Material for this task Start Marker

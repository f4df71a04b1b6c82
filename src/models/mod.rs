pub mod contract;
pub mod llm;

pub use contract::{Contract, ContractInput};
pub use llm::{AskDocRequest, AskDocResponse, LlmAnswer, LlmQuery};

Material for this task End Marker

• **Problem statement**: Please reproduce the entire listing. Keep it identical.

• **Expected answer**:
repository f4df71a04b1b6c82
filename src/models/mod.rs
pub mod contract;
pub mod llm;

pub use contract::{Contract, ContractInput};
pub use llm::{AskDocRequest, AskDocResponse, LlmAnswer, LlmQuery};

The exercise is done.